(Stored items)

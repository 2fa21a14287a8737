use axum::{
    extract::rejection::JsonRejection,
    http::StatusCode,
    response::{IntoResponse, Json, Response},
};
use error_common::SummarizerError;
use serde::{Deserialize, Serialize};
use std::collections::HashMap;
use thiserror::Error;
use tracing::error;
use utoipa::ToSchema;
use uuid::Uuid;

/// Standard API error response structure
#[derive(Debug, Serialize, Deserialize, ToSchema)]
pub struct ApiErrorResponse {
    /// Unique error ID for tracking
    pub error_id: String,
    /// Error type/code
    pub error_type: String,
    /// Human-readable error message
    pub message: String,
    /// Case the failure belongs to
    #[serde(skip_serializing_if = "Option::is_none")]
    pub case_id: Option<String>,
    /// Field-specific validation errors
    #[serde(skip_serializing_if = "Option::is_none")]
    pub field_errors: Option<HashMap<String, Vec<String>>>,
    /// Timestamp when error occurred
    pub timestamp: chrono::DateTime<chrono::Utc>,
    /// Suggested actions for resolving the error
    #[serde(skip_serializing_if = "Option::is_none")]
    pub suggestions: Option<Vec<String>>,
}

/// Main API error enum
#[derive(Error, Debug)]
pub enum ApiError {
    #[error("Validation error: {message}")]
    Validation {
        message: String,
        field_errors: Option<HashMap<String, Vec<String>>>,
    },

    #[error("Bad request: {message}")]
    BadRequest { message: String },

    #[error("Unprocessable entity: {message}")]
    UnprocessableEntity { message: String },

    #[error("Failed to summarize case: {message}")]
    Summarization { case_id: String, message: String },

    #[error("Configuration error: {message}")]
    Configuration { message: String },

    #[error("Internal server error: {message}")]
    Internal { message: String },
}

impl ApiError {
    /// Create a simple validation error
    pub fn validation(message: impl Into<String>) -> Self {
        Self::Validation {
            message: message.into(),
            field_errors: None,
        }
    }

    pub fn summarization(case_id: impl Into<String>, message: impl Into<String>) -> Self {
        Self::Summarization {
            case_id: case_id.into(),
            message: message.into(),
        }
    }

    pub fn internal(message: impl Into<String>) -> Self {
        Self::Internal {
            message: message.into(),
        }
    }

    /// Get the HTTP status code for this error
    pub fn status_code(&self) -> StatusCode {
        match self {
            ApiError::Validation { .. } | ApiError::BadRequest { .. } => StatusCode::BAD_REQUEST,
            ApiError::UnprocessableEntity { .. } => StatusCode::UNPROCESSABLE_ENTITY,
            ApiError::Summarization { .. }
            | ApiError::Configuration { .. }
            | ApiError::Internal { .. } => StatusCode::INTERNAL_SERVER_ERROR,
        }
    }

    /// Get the error type string
    pub fn error_type(&self) -> &'static str {
        match self {
            ApiError::Validation { .. } => "validation_error",
            ApiError::BadRequest { .. } => "bad_request",
            ApiError::UnprocessableEntity { .. } => "unprocessable_entity",
            ApiError::Summarization { .. } => "summarization_failed",
            ApiError::Configuration { .. } => "configuration_error",
            ApiError::Internal { .. } => "internal_error",
        }
    }

    /// Get suggested actions for resolving the error
    pub fn suggestions(&self) -> Option<Vec<String>> {
        match self {
            ApiError::Validation { .. } | ApiError::UnprocessableEntity { .. } => Some(vec![
                "Ensure caseId, clinicalNotes, patientAge and gender are all provided".to_string(),
                "Send every field as a JSON string".to_string(),
            ]),
            ApiError::BadRequest { .. } => Some(vec![
                "Check that the request body is valid JSON".to_string(),
                "Set the Content-Type header to application/json".to_string(),
            ]),
            ApiError::Summarization { .. } => Some(vec![
                "Retry the request".to_string(),
                "Contact support if the issue persists".to_string(),
            ]),
            _ => None,
        }
    }

    fn case_id(&self) -> Option<String> {
        match self {
            ApiError::Summarization { case_id, .. } => Some(case_id.clone()),
            _ => None,
        }
    }
}

impl IntoResponse for ApiError {
    fn into_response(self) -> Response {
        let error_id = Uuid::new_v4().to_string();
        let status_code = self.status_code();

        // Log the error with correlation ID
        error!(
            error_id = %error_id,
            error_type = %self.error_type(),
            status_code = %status_code.as_u16(),
            case_id = self.case_id().as_deref().unwrap_or("-"),
            error = %self,
            "API error occurred"
        );

        let field_errors = match &self {
            ApiError::Validation { field_errors, .. } => field_errors.clone(),
            _ => None,
        };

        let error_response = ApiErrorResponse {
            error_id,
            error_type: self.error_type().to_string(),
            message: self.to_string(),
            case_id: self.case_id(),
            field_errors,
            timestamp: chrono::Utc::now(),
            suggestions: self.suggestions(),
        };

        (status_code, Json(error_response)).into_response()
    }
}

/// Convert core errors to API errors
impl From<SummarizerError> for ApiError {
    fn from(error: SummarizerError) -> Self {
        match error {
            SummarizerError::CaseFailed { case_id, message } => {
                ApiError::Summarization { case_id, message }
            }
            SummarizerError::ValidationError(message) => ApiError::validation(message),
            SummarizerError::ConfigError(message) | SummarizerError::CatalogError(message) => {
                ApiError::Configuration { message }
            }
            other => ApiError::internal(other.to_string()),
        }
    }
}

/// Convert body extraction failures to API errors
impl From<JsonRejection> for ApiError {
    fn from(rejection: JsonRejection) -> Self {
        let message = rejection.body_text();
        match rejection {
            JsonRejection::JsonDataError(_) => ApiError::UnprocessableEntity { message },
            _ => ApiError::BadRequest { message },
        }
    }
}

/// Convert anyhow errors to API errors
impl From<anyhow::Error> for ApiError {
    fn from(error: anyhow::Error) -> Self {
        ApiError::Internal {
            message: error.to_string(),
        }
    }
}

/// Type alias for API results
pub type ApiResult<T> = Result<T, ApiError>;

#[cfg(test)]
mod tests {
    use super::*;

    #[test]
    fn test_case_failure_maps_to_server_error() {
        let err: ApiError = SummarizerError::case_failed("case-3", "task panicked").into();
        assert_eq!(err.status_code(), StatusCode::INTERNAL_SERVER_ERROR);
        assert_eq!(err.to_string(), "Failed to summarize case: task panicked");
        assert_eq!(err.case_id().as_deref(), Some("case-3"));
    }

    #[test]
    fn test_validation_maps_to_bad_request() {
        let err: ApiError = SummarizerError::ValidationError("empty".to_string()).into();
        assert_eq!(err.status_code(), StatusCode::BAD_REQUEST);
        assert_eq!(err.error_type(), "validation_error");
        assert!(err.suggestions().is_some());
    }

    #[test]
    fn test_catalog_failure_is_configuration_error() {
        let err: ApiError = SummarizerError::CatalogError("bad yaml".to_string()).into();
        assert_eq!(err.error_type(), "configuration_error");
        assert_eq!(err.status_code(), StatusCode::INTERNAL_SERVER_ERROR);
    }
}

- _WORK REQUIRED_: Say how many lines of the records contain the word "IntoResponse", and give no other output.

- _EXERCISE OUTPUT_: 2